Similarly, Tireless Tracker appears ever-popular as a boarded Plan B these days, with Veil of Summer also claiming hella spots across the board as an all-purpose answer to "your stuff" in the majority of interactive matchups.

I told you we hadn't seen the last of Uro, Titan of Nature's Wrath! Both these decks run it, but neither as deliberately as Lazav Titans, whose creature suite paints a plain picture of its devious aspirations: front-end or otherwise put a Titan into the graveyard (such as with Scour, Liliana, or Lazav's random mill), then copy it for its "cheating" price with Lazav, the Multifarious. Once Lazav is big and strong, Stubborn Denial can protect it from removal as it lays the smack down, Project Pat voice.

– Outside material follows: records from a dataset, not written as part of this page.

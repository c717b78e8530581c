pub use sea_orm_migration::prelude::*;

mod m20240101_000001_create_movie;
mod m20240102_000001_add_movie_fill_key;

pub struct Migrator;

#[async_trait::async_trait]
impl MigratorTrait for Migrator {
    fn migrations() -> Vec<Box<dyn MigrationTrait>> {
        vec![
            Box::new(m20240101_000001_create_movie::Migration),
            Box::new(m20240102_000001_add_movie_fill_key::Migration),
        ]
    }
}
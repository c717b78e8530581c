use async_trait::async_trait;

use crate::models::{Genres, NewMovie};

/// Best match returned by an external metadata source.
#[derive(Clone, Debug, PartialEq)]
pub struct ExternalMovie {
    pub title: String,
    pub rating: Option<String>,
    pub released_year: Option<String>,
    pub genre: Option<String>,
}

impl ExternalMovie {
    pub fn into_new_movie(self) -> NewMovie {
        NewMovie {
            title: Some(self.title),
            rating: self.rating,
            released_year: self.released_year,
            genres: Genres::from_values(self.genre),
        }
    }
}

#[async_trait]
pub trait MetadataProvider: Send + Sync {
    /// `Ok(None)` when the provider has no match for the title.
    async fn lookup_by_title(&self, title: &str) -> anyhow::Result<Option<ExternalMovie>>;
}
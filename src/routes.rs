use std::sync::Arc;

use axum::{
    Json, Router,
    extract::{Path, State},
    http::StatusCode,
    routing::get,
};
use axum_extra::extract::Query;

use crate::{
    AppState,
    error::AppResult,
    models::{CreateMovieRequest, HealthReport, Movie, MovieList, SearchParams},
};

pub fn router(state: Arc<AppState>) -> Router {
    Router::new()
        .route("/movies", get(search_movies).post(create_movie))
        .route("/movies/{id}", get(get_movie))
        .route("/health", get(health))
        .with_state(state)
}

pub async fn search_movies(
    State(state): State<Arc<AppState>>,
    Query(params): Query<SearchParams>,
) -> AppResult<Json<MovieList>> {
    let list = state.movies.search(&params).await?;
    Ok(Json(list))
}

pub async fn create_movie(
    State(state): State<Arc<AppState>>,
    Json(req): Json<CreateMovieRequest>,
) -> AppResult<(StatusCode, Json<Movie>)> {
    let movie = state.movies.create(req).await?;
    Ok((StatusCode::CREATED, Json(movie)))
}

pub async fn get_movie(
    State(state): State<Arc<AppState>>,
    Path(id): Path<String>,
) -> AppResult<Json<Movie>> {
    Ok(Json(state.movies.get(&id).await?))
}

pub async fn health(State(state): State<Arc<AppState>>) -> (StatusCode, Json<HealthReport>) {
    let report = state.movies.health().await;
    let status =
        if report.is_healthy() { StatusCode::OK } else { StatusCode::SERVICE_UNAVAILABLE };
    (status, Json(report))
}
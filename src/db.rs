use migration::{Migrator, MigratorTrait};
use sea_orm::{ConnectionTrait, Database, DatabaseConnection, Statement};

use crate::error::AppResult;

const PRAGMAS: [&str; 3] =
    ["PRAGMA journal_mode=WAL", "PRAGMA synchronous=NORMAL", "PRAGMA cache_size=-64000"];

pub async fn connect_and_migrate(database_url: &str) -> AppResult<DatabaseConnection> {
    let db = Database::connect(database_url).await?;

    for pragma in PRAGMAS {
        db.execute(Statement::from_string(db.get_database_backend(), pragma.to_string())).await?;
    }

    Migrator::up(&db, None).await?;
    tracing::debug!("database migrations applied");
    Ok(db)
}
use std::{num::NonZeroU32, sync::Arc};

use anyhow::Context;
use async_trait::async_trait;
use governor::{
    Quota, RateLimiter,
    clock::DefaultClock,
    state::{InMemoryState, NotKeyed},
};
use serde::Deserialize;
use tracing::debug;

use crate::provider::{ExternalMovie, MetadataProvider};

const NOT_FOUND_MESSAGE: &str = "Movie not found!";
const MISSING_VALUE: &str = "N/A";

pub struct OmdbClient {
    client: reqwest::Client,
    api_key: String,
    base_url: String,
    limiter: Arc<RateLimiter<NotKeyed, InMemoryState, DefaultClock>>,
}

impl OmdbClient {
    pub fn new(client: reqwest::Client, api_key: String, base_url: String, rps: u32) -> Self {
        if api_key.trim().is_empty() {
            tracing::warn!("no OMDB_API_KEY provided, title lookups will report not found");
        }

        let per_second = NonZeroU32::new(rps).unwrap_or(NonZeroU32::MIN);
        let limiter = Arc::new(RateLimiter::direct(Quota::per_second(per_second)));
        Self { client, api_key, base_url, limiter }
    }
}

#[async_trait]
impl MetadataProvider for OmdbClient {
    async fn lookup_by_title(&self, title: &str) -> anyhow::Result<Option<ExternalMovie>> {
        if self.api_key.trim().is_empty() {
            return Ok(None);
        }

        self.limiter.until_ready().await;

        let url = format!("{}/", self.base_url.trim_end_matches('/'));
        let resp: OmdbResponse = self
            .client
            .get(url)
            .query(&[("apikey", self.api_key.as_str()), ("t", title), ("type", "movie")])
            .send()
            .await?
            .error_for_status()?
            .json()
            .await?;

        let found = resp.into_lookup()?;
        debug!(title = %title, found = found.is_some(), "omdb title lookup");
        Ok(found)
    }
}

#[derive(Debug, Deserialize)]
#[serde(rename_all = "PascalCase")]
struct OmdbResponse {
    response: String,
    title: Option<String>,
    year: Option<String>,
    genre: Option<String>,
    #[serde(rename = "imdbRating")]
    imdb_rating: Option<String>,
    error: Option<String>,
}

impl OmdbResponse {
    fn into_lookup(self) -> anyhow::Result<Option<ExternalMovie>> {
        if !self.response.eq_ignore_ascii_case("true") {
            let error = self.error.unwrap_or_else(|| "unknown error".to_string());
            if error == NOT_FOUND_MESSAGE {
                return Ok(None);
            }
            anyhow::bail!("omdb rejected lookup: {error}");
        }

        let title = known(self.title).context("omdb match has no title")?;
        Ok(Some(ExternalMovie {
            title,
            rating: known(self.imdb_rating),
            released_year: known(self.year),
            genre: known(self.genre),
        }))
    }
}

fn known(value: Option<String>) -> Option<String> {
    value.map(|v| v.trim().to_string()).filter(|v| !v.is_empty() && v != MISSING_VALUE)
}
use sea_orm_migration::prelude::*;

#[async_std::main]
async fn main() {
    cli::run_cli(migration::Migrator).await;
}
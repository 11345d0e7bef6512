//! Sparse trivariate polynomial arithmetic with exact term-ordered
//! storage and long division.
//!
//! Polynomials in `x`, `y`, `z` are stored as a strictly descending,
//! deduplicated term sequence over `f64` coefficients. A single
//! insert-or-merge primitive maintains that canonical form, so every
//! operator produces canonical output by construction; on top of it sit
//! the ring operators and a quotient/remainder long division by repeated
//! leading-term elimination.
//!
//! ```
//! use tripoly::domains::float::FloatField;
//! use tripoly::poly::polynomial::Polynomial;
//!
//! // x^2 - 4
//! let mut a = Polynomial::new(&FloatField);
//! a.append_term(1.0, [2, 0, 0]);
//! a.append_term(-4.0, [0, 0, 0]);
//!
//! // x - 2
//! let mut b = Polynomial::new(&FloatField);
//! b.append_term(1.0, [1, 0, 0]);
//! b.append_term(-2.0, [0, 0, 0]);
//!
//! let (q, r) = a.quot_rem(&b);
//! assert_eq!(q.to_string(), "x + 2");
//! assert!(r.is_zero());
//! ```

pub mod domains;
pub mod parser;
pub mod poly;
pub mod printer;
pub mod session;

There's no way to start any fairytale romance like Once Upon a Time, which naturally slots in here as a way to find Lazav or one of its Titan role models and set up the gameplan quickly. In the meantime, though, Jund's classic discard suite of 3 Inquisition, 3 Thoughtseize, coupled with a full 4 Fatal Push, should keep enemies at bay.

Valentine's is often a snowy holiday here in Montreal; Lazav Titan is ready for summer, though, running not a single snow synergy to go along with Arcum's Astrolabe. Rather, the egg earns its place purely based on its color-converting capabilities, which speaks to how incredibly strong it is even as a mana filter. And in the sideboard, again with the Tracker-Veil-Moon package! Blood Moon seems mostly employed right now as a way to mess with Amulet Titan, even by color-intensive decks, although as David noted earlier this week, Ashiok, Dream Render (which too makes an appearance in the sideboard) is starting to catch on as a more deliberate Primeval Titan answer.

My Heart Still Beats On

Modern's future has been uncertain as of late, with many potential threats to its continued existence causing players to question the format's long-term viability. But if these lists are any indication, its pulse remains Kimye-strong. Tune in soon to find out what else won my affection this month!

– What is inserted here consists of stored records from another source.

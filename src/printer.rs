//! Rendering of polynomials in the line-per-term exchange format.

use std::fmt;

use crate::domains::float::FloatField;
use crate::domains::Ring;
use crate::poly::polynomial::Polynomial;

#[derive(Debug, Clone, Copy)]
pub struct PrintOptions {
    /// Fixed number of decimal places for coefficients.
    pub precision: usize,
}

impl Default for PrintOptions {
    fn default() -> Self {
        PrintOptions { precision: 4 }
    }
}

/// Renders a `---` separator line followed by one `ex ey ez coeff` line
/// per term, in descending term order. The zero polynomial renders as the
/// single line `0 0 0 0.0000` rather than as nothing.
///
/// The term list is printed as stored: the canonical form is maintained
/// at insertion time, so no filtering happens here.
pub struct PolynomialPrinter<'a, F: Ring = FloatField> {
    pub poly: &'a Polynomial<F>,
    pub opts: PrintOptions,
}

impl<'a, F: Ring> PolynomialPrinter<'a, F> {
    pub fn new(poly: &'a Polynomial<F>) -> Self {
        PolynomialPrinter {
            poly,
            opts: PrintOptions::default(),
        }
    }
}

impl<'a, F: Ring<Element = f64>> fmt::Display for PolynomialPrinter<'a, F> {
    fn fmt(&self, f: &mut fmt::Formatter) -> fmt::Result {
        writeln!(f, "---")?;

        if self.poly.is_zero() {
            return writeln!(f, "0 0 0 {:.prec$}", 0., prec = self.opts.precision);
        }

        for term in self.poly {
            writeln!(
                f,
                "{} {} {} {:.prec$}",
                term.exponents[0],
                term.exponents[1],
                term.exponents[2],
                term.coefficient,
                prec = self.opts.precision
            )?;
        }
        Ok(())
    }
}
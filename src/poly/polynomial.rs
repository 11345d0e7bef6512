use std::cmp::Ordering;
use std::fmt;
use std::ops::{Add, Mul, Neg, Sub};

use tracing::debug;

use crate::domains::float::FloatField;
use crate::domains::{Field, Ring};

use super::{Exponents, LexOrder, MonomialOrder, VARS};

/// Sparse polynomial in `x`, `y`, `z`.
///
/// Data format: the i-th term is `coefficients[i]` over `exponents[i]`.
/// Terms are kept strictly descending in [`LexOrder`], so the leading term
/// sits at index 0, every exponent triple occurs at most once and no
/// stored coefficient is zero under the ring's tolerance. The empty term
/// list is the only representation of the zero polynomial.
#[derive(Clone)]
pub struct Polynomial<F: Ring = FloatField> {
    pub coefficients: Vec<F::Element>,
    pub exponents: Vec<Exponents>,
    pub field: F,
}
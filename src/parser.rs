//! Whitespace-token ingestion of polynomials from a byte stream.

use std::io::{self, BufRead};

use thiserror::Error;

use crate::domains::Ring;
use crate::poly::polynomial::Polynomial;

/// Errors raised while reading a polynomial stream. Every variant is
/// fatal to the run: once a token fails to parse, the framing of the
/// remaining input is unknown.
#[derive(Debug, Error)]
pub enum ReadError {
    #[error("unexpected end of input")]
    UnexpectedEof,
    #[error("malformed count or exponent `{0}`")]
    InvalidInteger(String),
    #[error("malformed coefficient `{0}`")]
    InvalidCoefficient(String),
    #[error("input error: {0}")]
    Io(#[from] io::Error),
}

/// Streaming whitespace tokenizer over buffered input. Tokens may be
/// separated by any amount of whitespace, including newlines, so term
/// tuples are free to span lines.
pub struct TermReader<R> {
    reader: R,
    line: String,
    pos: usize,
}

impl<R: BufRead> TermReader<R> {
    pub fn new(reader: R) -> Self {
        TermReader {
            reader,
            line: String::new(),
            pos: 0,
        }
    }

    /// The next token, or `None` at the end of the input.
    pub fn next_token(&mut self) -> Result<Option<&str>, ReadError> {
        loop {
            while let Some(ch) = self.line[self.pos..].chars().next() {
                if !ch.is_whitespace() {
                    break;
                }
                self.pos += ch.len_utf8();
            }

            if self.pos < self.line.len() {
                let start = self.pos;
                let end = self.line[start..]
                    .find(char::is_whitespace)
                    .map(|i| start + i)
                    .unwrap_or(self.line.len());
                self.pos = end;
                return Ok(Some(&self.line[start..end]));
            }

            self.line.clear();
            self.pos = 0;
            if self.reader.read_line(&mut self.line)? == 0 {
                return Ok(None);
            }
        }
    }

    fn read_token(&mut self) -> Result<&str, ReadError> {
        self.next_token()?.ok_or(ReadError::UnexpectedEof)
    }

    pub fn read_i64(&mut self) -> Result<i64, ReadError> {
        let token = self.read_token()?;
        token
            .parse()
            .map_err(|_| ReadError::InvalidInteger(token.to_string()))
    }

    pub fn read_i32(&mut self) -> Result<i32, ReadError> {
        let token = self.read_token()?;
        token
            .parse()
            .map_err(|_| ReadError::InvalidInteger(token.to_string()))
    }

    pub fn read_f64(&mut self) -> Result<f64, ReadError> {
        let token = self.read_token()?;
        token
            .parse()
            .map_err(|_| ReadError::InvalidCoefficient(token.to_string()))
    }

    /// Read a term count followed by that many `ex ey ez coeff` tuples.
    /// Every tuple goes through [`Polynomial::append_term`], so unsorted,
    /// duplicate and negligible input terms canonicalize on ingestion. A
    /// negative count reads zero terms.
    pub fn read_polynomial<F: Ring<Element = f64>>(
        &mut self,
        field: &F,
    ) -> Result<Polynomial<F>, ReadError> {
        let n = self.read_i64()?;

        let mut p = Polynomial::new(field);
        for _ in 0..n {
            let ex = self.read_i32()?;
            let ey = self.read_i32()?;
            let ez = self.read_i32()?;
            let c = self.read_f64()?;
            p.append_term(c, [ex, ey, ez]);
        }
        Ok(p)
    }
}

#[cfg(test)]
mod test {
    use std::io::Cursor;

    use crate::domains::float::FloatField;

    use super::{ReadError, TermReader};

    fn read(input: &str) -> Result<crate::poly::polynomial::Polynomial, ReadError> {
        TermReader::new(Cursor::new(input)).read_polynomial(&FloatField)
    }

    #[test]
    fn reads_terms_across_lines() {
        let p = read("3\n1 0 0 2.0\n0 1\n0 -1.0\n1 0 0 0.5").unwrap();
        p.check_consistency();

        assert_eq!(p.exponents, vec![[1, 0, 0], [0, 1, 0]]);
        assert_eq!(p.coefficients, vec![2.5, -1.]);
    }

    #[test]
    fn canonicalizes_on_ingestion() {
        // unsorted, duplicated and negligible terms in one stream
        let p = read("4  0 0 1 1.0  2 0 0 1.5  2 0 0 1.5  1 0 0 0.0000000001").unwrap();
        p.check_consistency();

        assert_eq!(p.exponents, vec![[2, 0, 0], [0, 0, 1]]);
        assert_eq!(p.coefficients, vec![3., 1.]);
    }

    #[test]
    fn zero_coefficients_are_dropped() {
        let p = read("1\n0 0 0 0.0").unwrap();
        assert!(p.is_zero());
    }

    #[test]
    fn negative_count_reads_nothing() {
        let mut reader = TermReader::new(Cursor::new("-2 rest"));
        let p = reader.read_polynomial(&FloatField).unwrap();
        assert!(p.is_zero());

        // the stream is still positioned at the next token
        assert_eq!(reader.next_token().unwrap(), Some("rest"));
    }

    #[test]
    fn malformed_count_is_an_error() {
        assert!(matches!(read("one"), Err(ReadError::InvalidInteger(_))));
    }

    #[test]
    fn malformed_coefficient_is_an_error() {
        assert!(matches!(
            read("1\n0 0 0 abc"),
            Err(ReadError::InvalidCoefficient(_))
        ));
    }

    #[test]
    fn truncated_term_is_an_error() {
        assert!(matches!(read("2\n1 0 0 1.0"), Err(ReadError::UnexpectedEof)));
        assert!(matches!(read(""), Err(ReadError::UnexpectedEof)));
    }
}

7 thoughts on “Feb ’20 Brew Report: Together Forever

  1. I love how Arcum’s Astrolabe has just thrown the color pie out the window. Looking at the first two Bant decks, we have decks that have GGUU, 1UUU, and 1WWU costed 4-drops in Uro, Cryptic, and Verdict. Yet *somehow* this deck is cool with running Blood Moon in the side. Like, not only is Blood Moon not the sort of card that most decks should be able to run as their only red card, but this sort of heavy color-intensive Bant deck should be one of the decks that tends to *scoop* to Blood Moon.

    1. In fairness, Modern’s never had the best color discipline enforcement in it’s lifetime. I remember Grixis Control trying to make Cryptic Command, Liliana of the Veil, and Anger of the Gods live together happily, never mind the shenanigan’s that went down while Deathrite Shaman was legal.
      I think that Blood Moon is generally underplayed because a lot of manabases were already exceptionally greedy. It’s just taken until recently for the scope of that greed to become evident.

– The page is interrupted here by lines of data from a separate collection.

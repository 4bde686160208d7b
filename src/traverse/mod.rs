//! Traversal algorithms generic over the capability traits.
//!
//! - `Bfs`, `Dfs`, `DfsPostOrder`, `Topo`: pull-based walkers that borrow the
//!   graph per step and implement `Walker`
//! - `depth_first_search`: push-based DFS reporting `DfsEvent`s
//!
//! ### Requirements
//! | Algorithm | Bounds |
//! |-----------|--------|
//! | `Bfs`, `Dfs`, `DfsPostOrder` | `IntoNeighbors + Visitable` |
//! | `Topo` | `IntoNodeIdentifiers + IntoNeighborsDirected + Visitable` |
//! | `depth_first_search` | `IntoNeighbors + Visitable` |

pub mod bfs;
pub mod dfs;
pub mod search;
pub mod topo;

pub use bfs::Bfs;
pub use dfs::{Dfs, DfsPostOrder};
pub use search::{depth_first_search, Control, ControlFlow, DfsEvent, Time};
pub use topo::Topo;

#[cfg(test)]
mod tests;
//! Node and edge predicates used by the filtering adaptors.

use std::collections::HashSet;
use std::hash::{BuildHasher, Hash};

use crate::visit::VisitedBits;

/// Decides which nodes a `NodeFiltered` graph keeps.
pub trait FilterNode<N> {
    /// Returns `true` to keep `node`.
    fn include_node(&self, node: N) -> bool;
}

impl<F, N> FilterNode<N> for F
where
    F: Fn(N) -> bool,
{
    #[inline]
    fn include_node(&self, node: N) -> bool {
        (*self)(node)
    }
}

/// Keeps exactly the members of the set.
impl<N, S> FilterNode<N> for HashSet<N, S>
where
    N: Eq + Hash,
    S: BuildHasher,
{
    #[inline]
    fn include_node(&self, node: N) -> bool {
        self.contains(&node)
    }
}

impl<'a, N, S> FilterNode<N> for &'a HashSet<N, S>
where
    N: Eq + Hash,
    S: BuildHasher,
{
    #[inline]
    fn include_node(&self, node: N) -> bool {
        self.contains(&node)
    }
}

/// Keeps exactly the set bits.
impl FilterNode<usize> for VisitedBits {
    #[inline]
    fn include_node(&self, node: usize) -> bool {
        self.is_set(node)
    }
}

impl<'a> FilterNode<usize> for &'a VisitedBits {
    #[inline]
    fn include_node(&self, node: usize) -> bool {
        self.is_set(node)
    }
}

/// Decides which edges an `EdgeFiltered` graph keeps.
pub trait FilterEdge<Edge> {
    /// Returns `true` to keep `edge`.
    fn include_edge(&self, edge: Edge) -> bool;
}

impl<F, Edge> FilterEdge<Edge> for F
where
    F: Fn(Edge) -> bool,
{
    #[inline]
    fn include_edge(&self, edge: Edge) -> bool {
        (*self)(edge)
    }
}
//! A read-only CSR (compressed sparse row) graph with a CSC transpose.
//!
//! This is the crate's reference implementation of the capability traits: it
//! is built once from an edge list and never mutated.
//!
//! Memory layout:
//! - `edges`: edge records (`source`, `target`, `weight`) in insertion order;
//!   the position is the edge id
//! - `out_offsets` / `out_edges`: edge ids grouped by source (row-major)
//! - `in_offsets` / `in_edges`: edge ids grouped by target (column-major)
//!
//! Grouping is stable, so a node's edges appear in insertion order in both
//! directions.

use std::marker::PhantomData;
use std::slice;

use crate::direction::{Directed, Direction, EdgeType};

mod visit;

pub(crate) struct EdgeData<E> {
    pub(crate) source: usize,
    pub(crate) target: usize,
    pub(crate) weight: E,
}

/// An immutable graph stored as CSR plus its transpose.
///
/// Node ids are `0..node_count()` and edge ids are `0..edge_count()`, in the
/// order they were supplied. With `Ty = Undirected`, every edge is reported
/// from both endpoints.
///
/// ### Performance Characteristics
/// | Operation | Complexity | Notes |
/// |-----------|------------|-------|
/// | `from_edges` | \(O(n + m)\) | Counting sort into rows and columns |
/// | `neighbors` | \(O(1)\) | Lazy iterator over a contiguous row |
/// | `neighbors_directed(_, Incoming)` | \(O(1)\) | Lazy iterator over the transpose |
/// | `out_degree` / `in_degree` | \(O(1)\) | Offset difference |
/// | `adjacency_matrix` | \(O(n^2 / w + m)\) | Flattened bitset |
pub struct CsrGraph<N = (), E = (), Ty = Directed> {
    nodes: Vec<N>,
    edges: Vec<EdgeData<E>>,
    out_offsets: Vec<usize>,
    out_edges: Vec<usize>,
    in_offsets: Vec<usize>,
    in_edges: Vec<usize>,
    ty: PhantomData<Ty>,
}

impl CsrGraph<(), (), Directed> {
    /// Builds a directed, unweighted graph from an adjacency list.
    ///
    /// # Panics
    ///
    /// Panics if any edge references a node index out of bounds.
    pub fn from_adjacency(adjacency: &[Vec<usize>]) -> Self {
        let edges = adjacency
            .iter()
            .enumerate()
            .flat_map(|(u, nbrs)| nbrs.iter().map(move |&v| (u, v, ())));
        CsrGraph::from_edges(vec![(); adjacency.len()], edges)
    }
}

/// Groups edge ids by `key`, keeping insertion order within each group.
fn group_by<E>(n: usize, edges: &[EdgeData<E>], key: impl Fn(&EdgeData<E>) -> usize) -> (Vec<usize>, Vec<usize>) {
    let mut offsets = vec![0usize; n + 1];
    for e in edges {
        offsets[key(e) + 1] += 1;
    }
    for i in 0..n {
        offsets[i + 1] += offsets[i];
    }

    let mut cursor = offsets.clone();
    let mut grouped = vec![0usize; edges.len()];
    for (id, e) in edges.iter().enumerate() {
        let slot = &mut cursor[key(e)];
        grouped[*slot] = id;
        *slot += 1;
    }
    (offsets, grouped)
}

/// Edge ids of row `a`; empty for ids outside the graph.
fn row<'s>(offsets: &[usize], ids: &'s [usize], a: usize) -> &'s [usize] {
    match (offsets.get(a), offsets.get(a + 1)) {
        (Some(&start), Some(&end)) => &ids[start..end],
        _ => &[],
    }
}

impl<N, E, Ty: EdgeType> CsrGraph<N, E, Ty> {
    /// Builds a graph from node weights and `(source, target, weight)` triples.
    ///
    /// # Panics
    ///
    /// Panics if any edge references a node index out of bounds.
    pub fn from_edges<I>(nodes: Vec<N>, edges: I) -> Self
    where
        I: IntoIterator<Item = (usize, usize, E)>,
    {
        let n = nodes.len();
        let edges: Vec<EdgeData<E>> = edges
            .into_iter()
            .map(|(source, target, weight)| {
                assert!(
                    source < n && target < n,
                    "edge {source}->{target} is out of bounds for n={n}"
                );
                EdgeData {
                    source,
                    target,
                    weight,
                }
            })
            .collect();

        let (out_offsets, out_edges) = group_by(n, &edges, |e| e.source);
        let (in_offsets, in_edges) = group_by(n, &edges, |e| e.target);

        Self {
            nodes,
            edges,
            out_offsets,
            out_edges,
            in_offsets,
            in_edges,
            ty: PhantomData,
        }
    }

    /// Number of nodes.
    pub fn node_count(&self) -> usize {
        self.nodes.len()
    }

    /// Number of edges.
    pub fn edge_count(&self) -> usize {
        self.edges.len()
    }

    /// Returns `true` for directed graphs.
    pub fn is_directed(&self) -> bool {
        Ty::is_directed()
    }

    /// Returns `true` if `a` is a node of this graph.
    pub fn contains_node(&self, a: usize) -> bool {
        a < self.nodes.len()
    }

    /// Returns the data of node `a`.
    pub fn node_weight(&self, a: usize) -> Option<&N> {
        self.nodes.get(a)
    }

    /// Returns the data of edge `e`.
    pub fn edge_weight(&self, e: usize) -> Option<&E> {
        self.edges.get(e).map(|d| &d.weight)
    }

    /// Returns `(source, target)` of edge `e`.
    pub fn edge_endpoints(&self, e: usize) -> Option<(usize, usize)> {
        self.edges.get(e).map(|d| (d.source, d.target))
    }

    fn out_row(&self, a: usize) -> &[usize] {
        row(&self.out_offsets, &self.out_edges, a)
    }

    fn in_row(&self, a: usize) -> &[usize] {
        row(&self.in_offsets, &self.in_edges, a)
    }

    /// Number of edges whose source is `a` (ignores directedness).
    pub fn out_degree(&self, a: usize) -> usize {
        self.out_row(a).len()
    }

    /// Number of edges whose target is `a` (ignores directedness).
    pub fn in_degree(&self, a: usize) -> usize {
        self.in_row(a).len()
    }

    /// Returns the edges of `a` in direction `dir`.
    ///
    /// `Outgoing` references have `a` as source and `Incoming` references have
    /// `a` as target. Undirected graphs report every incident edge, reoriented
    /// as needed; a self-loop is reported once. Ids outside the graph yield an
    /// empty iterator.
    pub fn edges_directed(&self, a: usize, dir: Direction) -> Edges<'_, E> {
        let (primary, secondary) = match dir {
            Direction::Outgoing => (self.out_row(a), self.in_row(a)),
            Direction::Incoming => (self.in_row(a), self.out_row(a)),
        };
        let secondary: &[usize] = if Ty::is_directed() { &[] } else { secondary };
        Edges {
            edges: &self.edges,
            primary: primary.iter(),
            secondary: secondary.iter(),
        }
    }

    /// Returns the neighbors of `a` reached by following edges in `dir`.
    pub fn neighbors_directed(&self, a: usize, dir: Direction) -> Neighbors<'_, E> {
        Neighbors {
            edges: self.edges_directed(a, dir),
            dir,
        }
    }

    /// Returns `true` if some edge `a -> b` exists (either way if undirected).
    pub fn has_edge(&self, a: usize, b: usize) -> bool {
        self.neighbors_directed(a, Direction::Outgoing).any(|v| v == b)
    }
}

/// A transient reference to one edge of a `CsrGraph`.
#[derive(Debug)]
pub struct EdgeReference<'a, E> {
    index: usize,
    source: usize,
    target: usize,
    weight: &'a E,
}

impl<'a, E> Clone for EdgeReference<'a, E> {
    fn clone(&self) -> Self {
        *self
    }
}

impl<'a, E> Copy for EdgeReference<'a, E> {}

impl<'a, E> PartialEq for EdgeReference<'a, E> {
    fn eq(&self, other: &Self) -> bool {
        self.index == other.index && self.source == other.source && self.target == other.target
    }
}

impl<'a, E> EdgeReference<'a, E> {
    fn new(index: usize, data: &'a EdgeData<E>, flip: bool) -> Self {
        let (source, target) = if flip {
            (data.target, data.source)
        } else {
            (data.source, data.target)
        };
        EdgeReference {
            index,
            source,
            target,
            weight: &data.weight,
        }
    }
}

/// Edges incident to one node. See `CsrGraph::edges_directed`.
pub struct Edges<'a, E> {
    edges: &'a [EdgeData<E>],
    primary: slice::Iter<'a, usize>,
    /// Reoriented edges; only non-empty for undirected graphs.
    secondary: slice::Iter<'a, usize>,
}

impl<'a, E> Iterator for Edges<'a, E> {
    type Item = EdgeReference<'a, E>;

    fn next(&mut self) -> Option<Self::Item> {
        if let Some(&id) = self.primary.next() {
            return Some(EdgeReference::new(id, &self.edges[id], false));
        }
        for &id in self.secondary.by_ref() {
            let data = &self.edges[id];
            if data.source != data.target {
                return Some(EdgeReference::new(id, data, true));
            }
        }
        None
    }
}

/// Neighbors of one node. See `CsrGraph::neighbors_directed`.
pub struct Neighbors<'a, E> {
    edges: Edges<'a, E>,
    dir: Direction,
}

impl<'a, E> Iterator for Neighbors<'a, E> {
    type Item = usize;

    fn next(&mut self) -> Option<usize> {
        let e = self.edges.next()?;
        Some(match self.dir {
            Direction::Outgoing => e.target,
            Direction::Incoming => e.source,
        })
    }
}

/// All edges of a `CsrGraph`, in id order.
pub struct EdgeReferences<'a, E> {
    iter: std::iter::Enumerate<slice::Iter<'a, EdgeData<E>>>,
}

impl<'a, E> Iterator for EdgeReferences<'a, E> {
    type Item = EdgeReference<'a, E>;

    fn next(&mut self) -> Option<Self::Item> {
        self.iter.next().map(|(id, data)| EdgeReference::new(id, data, false))
    }

    fn size_hint(&self) -> (usize, Option<usize>) {
        self.iter.size_hint()
    }
}

/// All nodes of a `CsrGraph` with their data, in id order.
pub struct NodeReferences<'a, N> {
    iter: std::iter::Enumerate<slice::Iter<'a, N>>,
}

impl<'a, N> Iterator for NodeReferences<'a, N> {
    type Item = (usize, &'a N);

    fn next(&mut self) -> Option<Self::Item> {
        self.iter.next()
    }

    fn size_hint(&self) -> (usize, Option<usize>) {
        self.iter.size_hint()
    }
}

    2. I love that too! Interesting also that Moon is being so played despite many decks having a) snow basics to fetch and b) Astrolabes of their own. It’s no longer used to hose greedy-mana “balance” decks, as those are the ones that now pack Moon as a plan; rather, it’s for the combo decks that can’t run Moon because they lack the economy for Astrolabe or need their lands to go off.

    1. I started with that thought, but after reading both cards, I wasn’t so sure it worked that way. But I guess if Snapcaster works with Delve… that’s pretty sick!